Saved data entries:
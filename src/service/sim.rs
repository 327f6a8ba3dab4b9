//! Simulated endpoint behavior
//!
//! [`SimLogic`] encodes the protocol corners the surrounding conformance
//! tests rely on: responder-gated datapoint reads, the system-state
//! parameter with its broadcast jitter, the link-procedure trigger, a fixed
//! ADC reading, key authorization, the restart side effect of the
//! programmable identity, operation-mode function properties and two
//! deliberately swallowed management service types. Everything else falls
//! through to the injected fallback, keeping the endpoint aligned with the
//! platform's baseline behavior.

use std::collections::HashMap;
use std::sync::Arc;
use std::time::Duration;

use async_trait::async_trait;
use bytes::Bytes;
use rand::Rng;

use crate::addr::{BusAddress, DeviceAddress};
use crate::datapoint::Datapoint;
use crate::device::{SimDevice, PROGRAMMABLE_DEVICE};
use crate::object::{pid, ObjectType};
use crate::service::link::LinkProcedure;
use crate::service::logic::{RequestCtx, ServiceLogic};
use crate::service::{svc, EraseCode, FuncPropResponse, ReturnCode, ServiceError, Serviced};

/// The one key that authorizes successfully
pub const VALID_KEY: [u8; 4] = [0x10, 0x20, 0x30, 0x40];

/// Access level granted for the valid key
pub const VALID_ACCESS_LEVEL: u8 = 2;

/// Parameter id of the system-state parameter on the device object
pub const SYSTEM_STATE_PARAM: u8 = 59;

/// Fixed system-state reply
pub const SYSTEM_STATE_VALUE: u8 = 0x0a;

/// Fixed reading of every simulated analog channel
pub const ADC_READING: i32 = 0x100;

/// Peer the link procedure negotiates with
pub const LINK_PEER: DeviceAddress = DeviceAddress::from_raw(1);

/// Device code announced during the link procedure
pub const LINK_DEVICE_CODE: u16 = 0xbeef;

/// Channel code: switching on/off
pub const CC_SWITCH_ONOFF: u8 = 1;

/// Channel code: dimming control
pub const CC_DIMMING_CTRL: u8 = 5;

/// Behavior of one simulated test-network endpoint
pub struct SimLogic {
    fallback: Arc<dyn ServiceLogic>,
}

impl SimLogic {
    /// New logic delegating declined requests to `fallback`
    pub fn new(fallback: Arc<dyn ServiceLogic>) -> Self {
        Self { fallback }
    }

    /// Whether the addressed property is the operation mode of the
    /// application program object
    fn is_operation_mode(dev: &SimDevice, object_index: u8, pid_: u8) -> bool {
        pid_ == pid::OPERATION_MODE
            && dev
                .objects()
                .object(object_index as usize)
                .map(|o| o.object_type() == ObjectType::ApplicationProgram)
                .unwrap_or(false)
    }
}

#[async_trait]
impl ServiceLogic for SimLogic {
    async fn request_datapoint_value(
        &self,
        dev: &SimDevice,
        dp: &Datapoint,
    ) -> Result<Serviced<String>, ServiceError> {
        if !dev.is_responder(dp.address) {
            return Ok(Serviced::Declined);
        }
        let value = dev.datapoints().read(dp.address)?;
        Ok(Serviced::Handled(value.to_string()))
    }

    async fn update_datapoint_value(
        &self,
        dev: &mut SimDevice,
        dp: &Datapoint,
        value: String,
    ) -> Result<Serviced<()>, ServiceError> {
        dev.datapoints_mut().write(dp.address, value)?;
        Ok(Serviced::Handled(()))
    }

    async fn read_parameter(
        &self,
        dev: &SimDevice,
        object_type: u16,
        pid_: u8,
        _info: &[u8],
        ctx: &RequestCtx,
    ) -> Result<Serviced<Bytes>, ServiceError> {
        if object_type != 0 || pid_ != SYSTEM_STATE_PARAM {
            return Ok(Serviced::Declined);
        }
        // collision-avoidance jitter applies to broadcast questions only
        let wait = if ctx.broadcast {
            rand::thread_rng().gen_range(0..10 * ctx.time_factor_ms().max(1))
        } else {
            0
        };
        log::debug!(
            "{}: add random wait time of {} ms before response",
            dev.state().address,
            wait
        );
        if wait > 0 {
            tokio::time::sleep(Duration::from_millis(wait.into())).await;
        }
        Ok(Serviced::Handled(Bytes::from_static(&[SYSTEM_STATE_VALUE])))
    }

    async fn write_parameter(
        &self,
        dev: &SimDevice,
        object_type: u16,
        pid_: u8,
        info: &[u8],
        ctx: &RequestCtx,
    ) -> Result<Serviced<()>, ServiceError> {
        if LinkProcedure::is_enter_config_mode(object_type, pid_, info) {
            let mut group_objects = HashMap::new();
            group_objects.insert(CC_SWITCH_ONOFF, BusAddress::new(7, 3, 10));
            group_objects.insert(CC_DIMMING_CTRL, BusAddress::new(7, 3, 11));

            let device = dev.state().address;
            let procedure =
                LinkProcedure::for_sensor(device, LINK_PEER, LINK_DEVICE_CODE, group_objects)
                    .on_result(move |flags, group_objects| {
                        log::info!(
                            "{}: link response: flags {:#x} and group objects {:?}",
                            device,
                            flags,
                            group_objects
                        );
                    });
            // fire and forget; the procedure outlives this request
            let _ = procedure.spawn(ctx.transport.clone());
        }
        Ok(Serviced::Handled(()))
    }

    async fn read_adc(
        &self,
        _dev: &SimDevice,
        _channel: u8,
        _reads: u8,
    ) -> Result<Serviced<i32>, ServiceError> {
        Ok(Serviced::Handled(ADC_READING))
    }

    async fn authorize(
        &self,
        _dev: &SimDevice,
        key: [u8; 4],
    ) -> Result<Serviced<u8>, ServiceError> {
        if key == VALID_KEY {
            return Ok(Serviced::Handled(VALID_ACCESS_LEVEL));
        }
        Ok(Serviced::Declined)
    }

    async fn restart(
        &self,
        dev: &mut SimDevice,
        master_reset: bool,
        erase: EraseCode,
        channel: u8,
    ) -> Result<Serviced<Duration>, ServiceError> {
        let result = self.fallback.restart(dev, master_reset, erase, channel).await?;
        if dev.state().address == PROGRAMMABLE_DEVICE {
            dev.state_mut().programming_mode = true;
        }
        Ok(result)
    }

    async fn function_property_command(
        &self,
        dev: &mut SimDevice,
        object_index: u8,
        pid_: u8,
        data: &[u8],
    ) -> Result<Serviced<FuncPropResponse>, ServiceError> {
        if !Self::is_operation_mode(dev, object_index, pid_) {
            return Ok(Serviced::Declined);
        }
        let service_id = data.get(1).copied().unwrap_or(0);
        let shape_ok = matches!(data.len(), 2 | 3) && data[0] == 0;
        if !shape_ok {
            return Ok(Serviced::Handled(FuncPropResponse::error(
                ReturnCode::InvalidCommand,
                vec![service_id],
            )));
        }
        if data.len() == 2 {
            // short form queries the current state
            let mode = dev.state().operation_mode;
            return Ok(Serviced::Handled(FuncPropResponse::success(vec![
                service_id, mode,
            ])));
        }
        let mode = data[2];
        if mode > 1 {
            return Ok(Serviced::Handled(FuncPropResponse::error(
                ReturnCode::InvalidCommand,
                vec![service_id],
            )));
        }
        dev.state_mut().operation_mode = mode;
        Ok(Serviced::Handled(FuncPropResponse::success(vec![service_id])))
    }

    async fn read_function_property_state(
        &self,
        dev: &SimDevice,
        object_index: u8,
        pid_: u8,
        data: &[u8],
    ) -> Result<Serviced<FuncPropResponse>, ServiceError> {
        if !Self::is_operation_mode(dev, object_index, pid_) {
            return Ok(Serviced::Declined);
        }
        let service_id = data.get(1).copied().unwrap_or(0);
        if data.len() != 2 || data[0] != 0 {
            return Ok(Serviced::Handled(FuncPropResponse::error(
                ReturnCode::InvalidCommand,
                vec![service_id],
            )));
        }
        let mode = dev.state().operation_mode;
        Ok(Serviced::Handled(FuncPropResponse::success(vec![
            service_id, mode,
        ])))
    }

    async fn management(
        &self,
        _dev: &mut SimDevice,
        svc_type: u16,
        _asdu: &[u8],
        _ctx: &RequestCtx,
    ) -> Result<Serviced<Bytes>, ServiceError> {
        // these two would otherwise be forwarded a second time by the
        // generic management layer
        if svc_type == svc::NETWORK_PARAM_RESPONSE || svc_type == svc::SYSTEM_NETWORK_PARAM_RESPONSE
        {
            return Ok(Serviced::NoResponse);
        }
        Ok(Serviced::Declined)
    }
}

PROBLEM DETAILS -> Please print verbatim each line from the first line of the entries above to the line that contains "platform's baseline behavior.", inclusive, and nothing more.

THE COMPLETED TASK ->
filename src/service/sim.rs
repository 327f6a8ba3dab4b9
//! Simulated endpoint behavior
//!
//! [`SimLogic`] encodes the protocol corners the surrounding conformance
//! tests rely on: responder-gated datapoint reads, the system-state
//! parameter with its broadcast jitter, the link-procedure trigger, a fixed
//! ADC reading, key authorization, the restart side effect of the
//! programmable identity, operation-mode function properties and two
//! deliberately swallowed management service types. Everything else falls
//! through to the injected fallback, keeping the endpoint aligned with the
//! platform's baseline behavior.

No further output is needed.